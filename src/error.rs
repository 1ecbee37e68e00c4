use thiserror::Error;

/// Everything that can go wrong while assembling, training or persisting a network.
#[derive(Debug, Error)]
pub enum NnError {
    /// Two tensors that must agree in size do not.
    /// `context` names the operation that detected it.
    #[error("shape mismatch in {context}: expected {expected}, got {actual}")]
    ShapeMismatch {
        context: &'static str,
        expected: usize,
        actual: usize,
    },

    /// A weight or bias of layer `layer` is NaN or infinite.
    #[error("numerical instability: non-finite weight or bias in layer {layer}")]
    NumericalInstability { layer: usize },

    #[error("network has no layers")]
    EmptyNetwork,

    #[error("invalid configuration: {0}")]
    InvalidConfig(String),

    #[error("row {row}: class label {label} is out of range for {classes} classes")]
    InvalidLabel { row: usize, label: String, classes: usize },

    #[error("row {row}, column {column}: '{value}' is not a number")]
    Parse { row: usize, column: usize, value: String },

    #[error(transparent)]
    Io(#[from] std::io::Error),

    #[error(transparent)]
    Json(#[from] serde_json::Error),

    #[error(transparent)]
    Csv(#[from] csv::Error),
}

pub type Result<T> = std::result::Result<T, NnError>;

/// Fails with `ShapeMismatch` unless `actual == expected`.
pub(crate) fn ensure_len(context: &'static str, expected: usize, actual: usize) -> Result<()> {
    if expected == actual {
        Ok(())
    } else {
        Err(NnError::ShapeMismatch { context, expected, actual })
    }
}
=-=-=
Would you write out the data exactly as it reads?

filename src/error.rs
repository 1ecbee37e68e00c4
use thiserror::Error;

/// Everything that can go wrong while assembling, training or persisting a network.
#[derive(Debug, Error)]
pub enum NnError {
    /// Two tensors that must agree in size do not.
    /// `context` names the operation that detected it.
    #[error("shape mismatch in {context}: expected {expected}, got {actual}")]
    ShapeMismatch {
        context: &'static str,
        expected: usize,
        actual: usize,
    },

    /// A weight or bias of layer `layer` is NaN or infinite.
    #[error("numerical instability: non-finite weight or bias in layer {layer}")]
    NumericalInstability { layer: usize },

    #[error("network has no layers")]
    EmptyNetwork,

    #[error("invalid configuration: {0}")]
    InvalidConfig(String),

    #[error("row {row}: class label {label} is out of range for {classes} classes")]
    InvalidLabel { row: usize, label: String, classes: usize },

    #[error("row {row}, column {column}: '{value}' is not a number")]
    Parse { row: usize, column: usize, value: String },

    #[error(transparent)]
    Io(#[from] std::io::Error),

    #[error(transparent)]
    Json(#[from] serde_json::Error),

    #[error(transparent)]
    Csv(#[from] csv::Error),
}

pub type Result<T> = std::result::Result<T, NnError>;

/// Fails with `ShapeMismatch` unless `actual == expected`.
pub(crate) fn ensure_len(context: &'static str, expected: usize, actual: usize) -> Result<()> {
    if expected == actual {
        Ok(())
    } else {
        Err(NnError::ShapeMismatch { context, expected, actual })
    }
}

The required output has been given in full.